*** Block opens ***

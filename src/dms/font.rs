// font.rs
//
// Copyright (C) 2018-2025  Minnesota Department of Transportation
//
//! This module is for NTCIP 1203 DMS bitmap fonts.
//!
use crate::dms::multi::SyntaxError;
use crate::dms::raster::{RasterError, RasterGraphic};
use log::debug;
use pix::rgb::SRgb8;
use std::collections::HashMap;

/// A character for a bitmap font
#[derive(Clone, Debug, Deserialize, Serialize)]
pub struct Character {
    /// Character number (code point)
    number: u16,
    /// Width in pixels
    width: u8,
    /// Bitmap data (by rows)
    #[serde(with = "super::base64")]
    bitmap: Vec<u8>,
}

/// A bitmap font
#[derive(Clone, Debug, Deserialize, Serialize)]
pub struct Font {
    /// Font number
    number: u8,
    /// Name (max 64 characters)
    name: String,
    /// Height in pixels
    height: u8,
    /// Width in pixels (0 for proportional fonts)
    #[serde(default)]
    width: u8,
    /// Default pixel spacing between characters
    char_spacing: u8,
    /// Default pixel spacing between lines
    line_spacing: u8,
    /// Characters in font
    characters: Vec<Character>,
    /// Version ID hash
    #[serde(default)]
    version_id: u16,
}

/// Table of fonts, looked up by number
#[derive(Clone, Debug, Default)]
pub struct FontTable {
    /// Fonts in table
    fonts: HashMap<u8, Font>,
}

impl Character {
    /// Create a new character
    ///
    /// * `number` Code point.
    /// * `width` Width in pixels.
    /// * `bitmap` Packed bitmap, by rows, most significant bit first.
    pub fn new(number: u16, width: u8, bitmap: Vec<u8>) -> Self {
        Character {
            number,
            width,
            bitmap,
        }
    }

    /// Get number (code point)
    pub fn number(&self) -> u16 {
        self.number
    }

    /// Get width in pixels
    pub fn width(&self) -> u8 {
        self.width
    }

    /// Check if a pixel of the character is lit
    fn is_lit(&self, x: i32, y: i32) -> bool {
        let pos = y * i32::from(self.width) + x;
        let by = (pos / 8) as usize;
        let bi = 7 - (pos & 7);
        match self.bitmap.get(by) {
            Some(b) => (b >> bi) & 1 != 0,
            None => false,
        }
    }

    /// Render the character to a raster
    ///
    /// * `raster` Raster to render on.
    /// * `x` Left position of character (0-based).
    /// * `y` Top position of character (0-based).
    /// * `height` Font height in pixels.
    /// * `cf` Foreground color.
    pub fn render_char<R: RasterGraphic>(
        &self,
        raster: &mut R,
        x: i32,
        y: i32,
        height: i32,
        cf: SRgb8,
    ) -> Result<(), RasterError> {
        let width = i32::from(self.width);
        debug!("render_char: {} @ {},{} width: {}", self.number, x, y, width);
        for yy in 0..height {
            for xx in 0..width {
                if self.is_lit(xx, yy) {
                    raster.set_pixel(x + xx, y + yy, cf)?;
                }
            }
        }
        Ok(())
    }
}

impl Font {
    /// Create a new font with no characters
    pub fn new(number: u8, name: &str, height: u8) -> Self {
        Font {
            number,
            name: name.to_string(),
            height,
            width: 0,
            char_spacing: 1,
            line_spacing: 0,
            characters: Vec::new(),
            version_id: 0,
        }
    }

    /// Set the fixed width (0 for proportional)
    pub fn with_width(mut self, width: u8) -> Self {
        self.width = width;
        self
    }

    /// Set the default character spacing
    pub fn with_char_spacing(mut self, char_spacing: u8) -> Self {
        self.char_spacing = char_spacing;
        self
    }

    /// Set the default line spacing
    pub fn with_line_spacing(mut self, line_spacing: u8) -> Self {
        self.line_spacing = line_spacing;
        self
    }

    /// Add a character, replacing any with the same number
    pub fn with_character(mut self, ch: Character) -> Self {
        self.characters.retain(|c| c.number != ch.number);
        self.characters.push(ch);
        self
    }

    /// Get font number
    pub fn number(&self) -> u8 {
        self.number
    }

    /// Get font name
    pub fn name(&self) -> &str {
        &self.name
    }

    /// Get font height
    pub fn height(&self) -> u8 {
        self.height
    }

    /// Get font width (0 for proportional fonts)
    pub fn width(&self) -> u8 {
        self.width
    }

    /// Get default pixel spacing between characters
    pub fn char_spacing(&self) -> u8 {
        self.char_spacing
    }

    /// Get default pixel spacing between lines
    pub fn line_spacing(&self) -> u8 {
        self.line_spacing
    }

    /// Get version ID hash
    pub fn version_id(&self) -> u16 {
        self.version_id
    }

    /// Get a character
    pub fn character(&self, ch: char) -> Result<&Character, SyntaxError> {
        let code_point = u32::from(ch);
        if let Ok(n) = u16::try_from(code_point) {
            if let Some(c) = self.characters.iter().find(|c| c.number == n) {
                return Ok(c);
            }
        }
        Err(SyntaxError::CharacterNotDefined(ch))
    }

    /// Calculate the width of a span of text.
    ///
    /// * `text` Span of text.
    /// * `cs` Character spacing in pixels.
    pub fn text_width(&self, text: &str, cs: i32) -> Result<i32, SyntaxError> {
        let mut width = 0;
        for ch in text.chars() {
            let c = self.character(ch)?;
            if width > 0 {
                width += cs;
            }
            width += i32::from(c.width());
        }
        Ok(width)
    }
}

impl FontTable {
    /// Create a new font table
    pub fn new() -> Self {
        FontTable::default()
    }

    /// Insert a font into the table
    pub fn insert(&mut self, font: Font) {
        self.fonts.insert(font.number(), font);
    }

    /// Lookup a font by number
    pub fn lookup(&self, fnum: u8) -> Option<&Font> {
        self.fonts.get(&fnum)
    }
}

impl FromIterator<Font> for FontTable {
    fn from_iter<I: IntoIterator<Item = Font>>(iter: I) -> Self {
        let mut fonts = FontTable::new();
        for font in iter {
            fonts.insert(font);
        }
        fonts
    }
}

*** Block closes ***

ASSIGNMENT: Locate "pub fn lookup(&self, fnum: u8)" in the material, then quote the line that contains it and all lines after it through the final one.

EXPECTED OUTPUT:
    pub fn lookup(&self, fnum: u8) -> Option<&Font> {
        self.fonts.get(&fnum)
    }
}

impl FromIterator<Font> for FontTable {
    fn from_iter<I: IntoIterator<Item = Font>>(iter: I) -> Self {
        let mut fonts = FontTable::new();
        for font in iter {
            fonts.insert(font);
        }
        fonts
    }
}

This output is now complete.